Data shown:

use std::collections::HashMap;

use crate::model::RatingScores;

/// How a rating string is written by the rating source.
#[derive(Debug, Clone, Copy, PartialEq)]
pub enum RatingStrategy {
    /// "91%" on a 0-100 scale.
    Percent,
    /// "74/100".
    OutOfHundred,
    /// "8.1" or "8.1/10" on a 0-10 scale.
    OutOfTen,
}

impl RatingStrategy {
    fn max(self) -> f64 {
        match self {
            RatingStrategy::Percent | RatingStrategy::OutOfHundred => 100.0,
            RatingStrategy::OutOfTen => 10.0,
        }
    }
}

/// Which score column a rating feeds.
#[derive(Debug, Clone, Copy, PartialEq, Eq, Hash)]
pub enum ScoreField {
    RottenTomatoes,
    Metacritic,
    Imdb,
}

#[derive(Debug, Clone)]
pub struct RatingAlias {
    pub field: ScoreField,
    pub strategy: RatingStrategy,
}

impl RatingAlias {
    pub const fn new(field: ScoreField, strategy: RatingStrategy) -> Self {
        Self { field, strategy }
    }
}

/// Maps rating-source labels ("Rotten Tomatoes", "Metacritic", ...) and their
/// raw strings onto typed score columns on their native scale.
#[derive(Debug, Default, Clone)]
pub struct RatingMapper {
    aliases: HashMap<String, RatingAlias>,
}

impl RatingMapper {
    /// Mapper seeded with the labels OMDb reports.
    pub fn with_defaults() -> Self {
        Self::default()
            .register(
                "Rotten Tomatoes",
                RatingAlias::new(ScoreField::RottenTomatoes, RatingStrategy::Percent),
            )
            .register(
                "Metacritic",
                RatingAlias::new(ScoreField::Metacritic, RatingStrategy::OutOfHundred),
            )
            .register(
                "Internet Movie Database",
                RatingAlias::new(ScoreField::Imdb, RatingStrategy::OutOfTen),
            )
            .register(
                "imdbRating",
                RatingAlias::new(ScoreField::Imdb, RatingStrategy::OutOfTen),
            )
    }

    /// Register or override an alias for a source label.
    pub fn register(mut self, label: impl Into<String>, alias: RatingAlias) -> Self {
        self.aliases.insert(label.into().to_ascii_lowercase(), alias);
        self
    }

    /// Parse `raw` for the labelled source. Unknown labels, "N/A", garbage and
    /// out-of-range values all yield `None`.
    pub fn map(&self, label: &str, raw: &str) -> Option<(ScoreField, f64)> {
        let alias = self.aliases.get(&label.trim().to_ascii_lowercase())?;
        let value = parse_score(raw, alias.strategy)?;
        if (0.0..=alias.strategy.max()).contains(&value) {
            Some((alias.field, value))
        } else {
            None
        }
    }

    /// Map a batch of `(label, raw)` pairs into one score set. The first valid
    /// value per column wins.
    pub fn collect<'a, I>(&self, pairs: I) -> RatingScores
    where
        I: IntoIterator<Item = (&'a str, &'a str)>,
    {
        let mut scores = RatingScores::default();
        for (label, raw) in pairs {
            let Some((field, value)) = self.map(label, raw) else {
                continue;
            };
            let slot = match field {
                ScoreField::RottenTomatoes => &mut scores.rt_score,
                ScoreField::Metacritic => &mut scores.metacritic_score,
                ScoreField::Imdb => &mut scores.imdb_score,
            };
            slot.get_or_insert(value);
        }
        scores
    }
}

fn parse_score(input: &str, strategy: RatingStrategy) -> Option<f64> {
    let trimmed = input.trim();
    let number = match strategy {
        RatingStrategy::Percent => trimmed.strip_suffix('%')?,
        RatingStrategy::OutOfHundred => trimmed
            .strip_suffix("/100")
            .unwrap_or(trimmed),
        RatingStrategy::OutOfTen => trimmed.strip_suffix("/10").unwrap_or(trimmed),
    };
    let number = number.trim();
    if number.is_empty() || !number.chars().all(|c| c.is_ascii_digit() || c == '.') {
        return None;
    }
    number.parse::<f64>().ok()
}
//! Film, credit and leaderboard records shared by every pipeline stage.

use std::collections::BTreeSet;
use std::fmt;
use std::str::FromStr;

use chrono::NaiveDate;
use serde::{Deserialize, Serialize};

use crate::error::PipelineError;
use crate::normalization::BudgetBin;

#[derive(Debug, Clone, Copy, PartialEq, Eq, Hash, Serialize, Deserialize)]
#[serde(rename_all = "snake_case")]
pub enum Gender {
    Unknown,
    Female,
    Male,
    NonBinary,
}

impl Gender {
    /// TMDb encodes gender as 0 (not set), 1, 2, 3.
    pub fn from_tmdb(code: i64) -> Option<Self> {
        match code {
            0 => Some(Gender::Unknown),
            1 => Some(Gender::Female),
            2 => Some(Gender::Male),
            3 => Some(Gender::NonBinary),
            _ => None,
        }
    }
}

/// Role a person holds on one film.
#[derive(Debug, Clone, PartialEq, Eq, Hash, Serialize, Deserialize)]
#[serde(rename_all = "snake_case")]
pub enum CreditRole {
    Director,
    Actor,
    /// Any other crew job, by its source label ("Screenplay", "Producer", ...).
    Other(String),
}

#[derive(Debug, Clone, PartialEq, Serialize, Deserialize)]
pub struct Credit {
    pub person_name: String,
    pub role: CreditRole,
    pub gender: Option<Gender>,
}

impl Credit {
    pub fn new(person_name: impl Into<String>, role: CreditRole, gender: Option<Gender>) -> Self {
        Self {
            person_name: person_name.into(),
            role,
            gender,
        }
    }
}

/// Roles that have leaderboards.
#[derive(Debug, Clone, Copy, PartialEq, Eq, Hash, Serialize, Deserialize)]
#[serde(rename_all = "snake_case")]
pub enum LeaderboardRole {
    Director,
    Actor,
}

impl LeaderboardRole {
    pub fn matches(self, role: &CreditRole) -> bool {
        matches!(
            (self, role),
            (LeaderboardRole::Director, CreditRole::Director)
                | (LeaderboardRole::Actor, CreditRole::Actor)
        )
    }

    pub fn as_str(self) -> &'static str {
        match self {
            LeaderboardRole::Director => "director",
            LeaderboardRole::Actor => "actor",
        }
    }
}

impl fmt::Display for LeaderboardRole {
    fn fmt(&self, f: &mut fmt::Formatter<'_>) -> fmt::Result {
        f.write_str(self.as_str())
    }
}

impl FromStr for LeaderboardRole {
    type Err = PipelineError;

    fn from_str(s: &str) -> Result<Self, Self::Err> {
        match s.trim().to_ascii_lowercase().as_str() {
            "director" | "directors" => Ok(LeaderboardRole::Director),
            "actor" | "actors" | "cast" => Ok(LeaderboardRole::Actor),
            _ => Err(PipelineError::InvalidRole(s.to_string())),
        }
    }
}

impl TryFrom<&CreditRole> for LeaderboardRole {
    type Error = PipelineError;

    fn try_from(role: &CreditRole) -> Result<Self, Self::Error> {
        match role {
            CreditRole::Director => Ok(LeaderboardRole::Director),
            CreditRole::Actor => Ok(LeaderboardRole::Actor),
            CreditRole::Other(job) => Err(PipelineError::InvalidRole(job.clone())),
        }
    }
}

/// Time partition for leaderboards.
#[derive(Debug, Clone, Copy, PartialEq, Eq, Hash, Default, Serialize, Deserialize)]
#[serde(rename_all = "snake_case")]
pub enum Dimension {
    #[default]
    None,
    Year,
    Decade,
}

impl FromStr for Dimension {
    type Err = PipelineError;

    fn from_str(s: &str) -> Result<Self, Self::Err> {
        match s.trim().to_ascii_lowercase().as_str() {
            "" | "none" | "all" => Ok(Dimension::None),
            "year" | "years" => Ok(Dimension::Year),
            "decade" | "decades" => Ok(Dimension::Decade),
            other => Err(PipelineError::Config(format!(
                "unknown ranking dimension {other:?} (expected none, year or decade)"
            ))),
        }
    }
}

/// `floor(year / 10) * 10`, flooring toward negative infinity.
pub fn decade_of(year: i32) -> i32 {
    year.div_euclid(10) * 10
}

/// One page of discovery results from the metadata source.
#[derive(Debug, Clone, Default, PartialEq, Serialize, Deserialize)]
pub struct SearchPage {
    pub page: u32,
    pub total_pages: u32,
    pub results: Vec<FilmSummary>,
}

#[derive(Debug, Clone, PartialEq, Serialize, Deserialize)]
pub struct FilmSummary {
    pub id: u64,
    pub title: String,
    pub release_date: Option<NaiveDate>,
}

/// Film as reported by the metadata source, before reconciliation.
#[derive(Debug, Clone, PartialEq, Serialize, Deserialize)]
pub struct RawFilm {
    pub id: u64,
    pub imdb_id: Option<String>,
    pub title: String,
    pub release_date: Option<NaiveDate>,
    pub genres: BTreeSet<u32>,
    /// `0` means unknown.
    pub budget: u64,
    /// `0` means unknown.
    pub revenue: u64,
    pub runtime: Option<u32>,
    pub vote_average: Option<f64>,
    pub vote_count: Option<u64>,
    pub popularity: Option<f64>,
    pub credits: Vec<Credit>,
}

impl RawFilm {
    pub fn has_complete_financials(&self) -> bool {
        self.budget != 0 && self.revenue != 0
    }
}

/// Budget/revenue pair from a financial source. `None` is unknown.
#[derive(Debug, Clone, Copy, Default, PartialEq, Eq, Serialize, Deserialize)]
pub struct FinancialFigures {
    pub budget: Option<u64>,
    pub revenue: Option<u64>,
}

/// Scores from the rating source, each on its native scale:
/// Rotten Tomatoes and Metacritic 0-100, IMDb 0-10.
#[derive(Debug, Clone, Copy, Default, PartialEq, Serialize, Deserialize)]
pub struct RatingScores {
    pub rt_score: Option<f64>,
    pub metacritic_score: Option<f64>,
    pub imdb_score: Option<f64>,
}

/// Which source a reconciled value came from.
#[derive(Debug, Clone, Copy, PartialEq, Eq, Hash, Serialize, Deserialize)]
#[serde(rename_all = "snake_case")]
pub enum Origin {
    Primary,
    Secondary,
    /// Neither source knew; the value is the `0` sentinel.
    Unknown,
}

/// Outcome of a per-record lookup against a secondary or rating source.
#[derive(Debug, Clone, Copy, PartialEq, Eq, Hash, Serialize, Deserialize)]
#[serde(rename_all = "snake_case")]
pub enum LookupStatus {
    /// No lookup was needed or requested.
    Skipped,
    MissingJoinKey,
    Fetched,
    Failed,
}

/// Fully enriched film record.
#[derive(Debug, Clone, PartialEq, Serialize, Deserialize)]
pub struct FilmRecord {
    pub id: u64,
    pub imdb_id: Option<String>,
    pub title: String,
    pub release_date: NaiveDate,
    pub genres: BTreeSet<u32>,
    pub runtime: Option<u32>,
    pub vote_average: Option<f64>,
    pub vote_count: Option<u64>,
    pub popularity: Option<f64>,

    pub budget: u64,
    pub revenue: u64,
    pub budget_final: u64,
    pub revenue_final: u64,
    pub budget_origin: Origin,
    pub revenue_origin: Origin,
    pub financial_lookup: LookupStatus,

    pub budget_adj: Option<f64>,
    pub revenue_adj: Option<f64>,
    pub profit: i64,
    pub profit_adj: Option<f64>,

    pub year: i32,
    pub decade: i32,
    pub budget_bin: Option<BudgetBin>,
    pub budget_adj_bin: Option<BudgetBin>,

    #[serde(flatten)]
    pub ratings: RatingScores,
    pub rating_lookup: LookupStatus,

    pub credits: Vec<Credit>,
}

impl FilmRecord {
    /// Value of the partition key for a dimension.
    pub fn period(&self, dimension: Dimension) -> Option<i32> {
        match dimension {
            Dimension::None => None,
            Dimension::Year => Some(self.year),
            Dimension::Decade => Some(self.decade),
        }
    }
}

/// One leaderboard entry for a person, optionally within a year or decade.
#[derive(Debug, Clone, PartialEq, Serialize, Deserialize)]
pub struct RankingRow {
    pub person_name: String,
    pub year: Option<i32>,
    pub decade: Option<i32>,
    pub films: usize,
    pub total_profit_adj: f64,
    pub total_budget_adj: f64,
    pub average_profit_adj: f64,
    pub profit_rank: usize,
    pub budget_rank: usize,
    pub average_profit_rank: usize,
    pub gender: Option<Gender>,
}

impl RankingRow {
    pub fn period(&self) -> Option<i32> {
        self.year.or(self.decade)
    }
}

#[cfg(test)]
mod tests {
    use super::*;

    #[test]
    fn decade_floors() {
        assert_eq!(decade_of(1999), 1990);
        assert_eq!(decade_of(2000), 2000);
        assert_eq!(decade_of(2019), 2010);
        assert_eq!(decade_of(0), 0);
        assert_eq!(decade_of(-1), -10);
        assert_eq!(decade_of(-10), -10);
        assert_eq!(decade_of(-11), -20);
    }

    #[test]
    fn decade_is_always_a_multiple_of_ten() {
        for year in -35..2100 {
            let decade = decade_of(year);
            assert_eq!(decade % 10, 0);
            assert!(decade <= year && year - decade < 10);
        }
    }

    #[test]
    fn leaderboard_role_parsing_is_strict() {
        assert_eq!("Director".parse::<LeaderboardRole>(), Ok(LeaderboardRole::Director));
        assert_eq!(" actor ".parse::<LeaderboardRole>(), Ok(LeaderboardRole::Actor));
        assert_eq!(
            "producer".parse::<LeaderboardRole>(),
            Err(PipelineError::InvalidRole("producer".into()))
        );
        assert_eq!(
            LeaderboardRole::try_from(&CreditRole::Other("Screenplay".into())),
            Err(PipelineError::InvalidRole("Screenplay".into()))
        );
        assert_eq!(
            LeaderboardRole::try_from(&CreditRole::Actor),
            Ok(LeaderboardRole::Actor)
        );
    }

    #[test]
    fn role_matching() {
        assert!(LeaderboardRole::Director.matches(&CreditRole::Director));
        assert!(!LeaderboardRole::Director.matches(&CreditRole::Actor));
        assert!(!LeaderboardRole::Actor.matches(&CreditRole::Other("Actor".into())));
    }

    #[test]
    fn dimension_parsing() {
        assert_eq!("decade".parse::<Dimension>(), Ok(Dimension::Decade));
        assert_eq!("YEAR".parse::<Dimension>(), Ok(Dimension::Year));
        assert_eq!("none".parse::<Dimension>(), Ok(Dimension::None));
        assert!("century".parse::<Dimension>().is_err());
    }

    #[test]
    fn tmdb_gender_codes() {
        assert_eq!(Gender::from_tmdb(1), Some(Gender::Female));
        assert_eq!(Gender::from_tmdb(3), Some(Gender::NonBinary));
        assert_eq!(Gender::from_tmdb(9), None);
    }
}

How to complete this task:
Among the records above, find the lines that contain "FilmSummary" and copy every one.

Written response:
    pub results: Vec<FilmSummary>,
pub struct FilmSummary {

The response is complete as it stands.